A track coach’s generosity To his surprise, Wu was championed by Bob Timmons, Jim Ryun’s track coach. Timmons—who knows no Chinese and knew even less about art—took Wu under his wing, relating Wu’s story to anyone who would listen. This supportive experience gave the artist, for the first time, the sense that God had plucked him out of China for a reason and would provide for him. He felt convicted that he should recreate his career in the States, and Timmons’s generous spirit prompted him to choose the Christian God as his Savior.
In 1989, Wu’s legal status in America was vouchsafed by Sen. Bob Dole and a Washington, D.C.- based sculpture association. In 1990, he brought his family to Kansas, and his wife, also an artist, eventually converted to Christianity too, as amazed as Wu by the hospitality and concern of Christian friends. Last January, Wu proudly became an American citizen in a ceremony presided over by Federal Judge Scott Wright, who in 1991 had commissioned Wu to create a bronze commemorative for the bicentennial of the Constitution’s Bill of Rights.

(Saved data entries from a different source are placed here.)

//! Terminal rendering for the Codetrail CLI.
//!
//! Structured data goes out as a table, JSON or YAML. Status lines carry a
//! colored tag; code snapshots get line numbers and diffs get `+`/`-`
//! gutters.

use anyhow::{Context, Result};
use clap::ValueEnum;
use colored::*;
use serde::Serialize;
use tabled::{
    settings::{object::Columns, Alignment, Modify, Style},
    Table, Tabled,
};

use crate::commands::timeline::LineOp;

#[derive(Debug, Clone, Copy, ValueEnum, Default)]
pub enum OutputFormat {
    /// Human-readable tables and details
    #[default]
    Table,
    Json,
    Yaml,
}

// ── Status lines ────────────────────────────────────────────────────────────

fn tag(label: &str, color: Color) -> ColoredString {
    format!("[{}]", label).color(color).bold()
}

pub fn print_success(msg: &str) {
    println!("{} {}", tag("OK", Color::Green), msg);
}

pub fn print_info(msg: &str) {
    println!("{} {}", tag("INFO", Color::Blue), msg);
}

/// Warnings and errors go to stderr so piped JSON stays clean.
pub fn print_warning(msg: &str) {
    eprintln!("{} {}", tag("WARN", Color::Yellow), msg);
}

pub fn print_error(msg: &str) {
    eprintln!("{} {}", tag("ERROR", Color::Red), msg);
}

pub fn print_header(title: &str) {
    println!("\n{}\n", title.bold().underline());
}

pub fn print_detail(key: &str, value: &str) {
    println!("  {:<12} {}", format!("{}:", key).cyan(), value);
}

// ── Structured data ─────────────────────────────────────────────────────────

/// Render rows as a table, or the whole slice as JSON/YAML.
pub fn print_list<T: Tabled + Serialize>(rows: &[T], format: OutputFormat) -> Result<()> {
    if !matches!(format, OutputFormat::Table) {
        return print_item(rows, format);
    }
    if rows.is_empty() {
        println!("{}", "(nothing to show)".dimmed());
        return Ok(());
    }
    let mut table = Table::new(rows);
    table
        .with(Style::rounded())
        .with(Modify::new(Columns::first()).with(Alignment::right()));
    println!("{}", table);
    Ok(())
}

/// Serialize one value. Table mode falls back to pretty JSON.
pub fn print_item<T: Serialize + ?Sized>(item: &T, format: OutputFormat) -> Result<()> {
    let rendered = match format {
        OutputFormat::Yaml => serde_yaml::to_string(item).context("Failed to encode YAML")?,
        OutputFormat::Table | OutputFormat::Json => {
            serde_json::to_string_pretty(item).context("Failed to encode JSON")? + "\n"
        }
    };
    print!("{}", rendered);
    Ok(())
}

// ── Code ────────────────────────────────────────────────────────────────────

pub fn print_diff(ops: &[LineOp]) {
    for op in ops {
        println!("{}", diff_line(op));
    }
}

fn diff_line(op: &LineOp) -> ColoredString {
    match op.kind.as_str() {
        "added" => format!("+ {}", op.text).green(),
        "removed" => format!("- {}", op.text).red(),
        _ => format!("  {}", op.text).dimmed(),
    }
}

/// Print a snapshot with a right-aligned line-number gutter.
pub fn print_code(code: &str) {
    let count = code.split('\n').count();
    let width = count.to_string().len();
    for (n, line) in code.split('\n').enumerate() {
        let gutter = format!("{:>width$} |", n + 1, width = width);
        println!("{} {}", gutter.dimmed(), line);
    }
}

The riddle that links a patriotic American sculpture to a transplanted Chinese artist rests, apparently, with Wu’s creative solution. Like his faith, the idea came out of adversity. Before he knew English, Wu observed people closely in an attempt to understand them. He noticed that Americans spoke with their hands much more than the Chinese, using a large repertoire of “OKs” and other signage. He also realized that, because Americans display such a wide variety of facial features, he could not use in an American sculpture the social realist portrait approach of one figure as representative of thousands. It seemed logical, then, to use hands to portray America, so he began “collecting” hands just as he “collects” faces, photographing hundreds of examples. Each pair of hands came to signify the individual strengths and successes that brought American democracy into action, forming the motif for Wu’s Bill of Rights sculpture.
100 Hands is a bronze stack of minutely detailed hands, topped by those of runner Jim Ryun. One set of hands belongs to a deaf woman, who signed “love” in a way that moved Wu deeply; another is missing a finger. Asked by Judge Wright why that hand seemed “unfinished,” Wu explained, “Even American history is not that smooth. You have not been without your wars or violence. I wanted that hand to symbolize the tragedies, as well as the hard work, that also built the country.”
Among a “personal” repertoire, Wu’s loosely titled works often depict a study of a deeply contained emotion hidden stoically within a muscular body. In Struggling, Wu sculpts the idealized portrait of an Asian, frowning with concentration as he struggles to burst the bindings cutting into his arms and torso. It is Wu’s portrait of China and the Chinese, who are often stereotyped as “inscrutable”: in fact, he says, they “look inward for strength, struggling inwardly all the time—not in the free, open poses of Western figures by Rodin and Henry Moore. Quiet on the outside, but inside, always trying to get emotions under control.”
Wu’s approach to his faith, much as his sculpture, is designed on the grand scale. “My attitude as a Christian is shaped by God bringing me to the States and getting me through all the hard times. So often people pray for small things but don’t work hard themselves to get the answer. I think that if you don’t work hard, God is not going to be as likely to help you. I was brought to a Promised Land, which is a big thing, and after facing the hard challenges God gave me, I feel stronger, and my heart is light. When I pray, I don’t stay in the details of life—he gave me faith, and transferred his spirit to me, and brought me here,” he says contentedly. “Isn’t that enough?”